_TASK STATEMENT_: Scan the records below. List lines holding "Monitor".

____________

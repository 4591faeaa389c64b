//! Entry point for fleetwatch. Parses args, resolves settings and performs one run.

use std::env;

use fleetwatch::config::{parse_args, Settings};
use fleetwatch::monitor::Monitor;
use tracing::info;
use tracing_subscriber::{layer::SubscriberExt, util::SubscriberInitExt};

#[tokio::main]
async fn main() -> anyhow::Result<()> {
    let args = match parse_args(env::args()) {
        Ok(v) => v,
        Err(msg) => {
            eprintln!("{msg}");
            // plain usage means --help was asked for
            if msg.starts_with("Usage:") {
                return Ok(());
            }
            std::process::exit(2);
        }
    };

    tracing_subscriber::registry()
        .with(
            tracing_subscriber::EnvFilter::try_from_default_env()
                .unwrap_or_else(|_| "fleetwatch=info".into()),
        )
        .with(tracing_subscriber::fmt::layer())
        .init();

    let settings = Settings::resolve(&args)?;
    info!(
        inventory = %settings.inventory_url,
        state_dir = %settings.state_dir.display(),
        cycles = settings.cycles,
        dry_run = settings.dry_run,
        "starting fleetwatch"
    );

    let report = Monitor::from_settings(&settings)?.run().await?;
    info!(
        roster = report.roster_size,
        polled = report.polled,
        skipped = report.skipped,
        new_machines = report.diff.len(),
        tickets = report.tickets.len(),
        "run complete"
    );
    Ok(())
}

____________

_ANSWER TO THE EXERCISE_:
use fleetwatch::monitor::Monitor;
    let report = Monitor::from_settings(&settings)?.run().await?;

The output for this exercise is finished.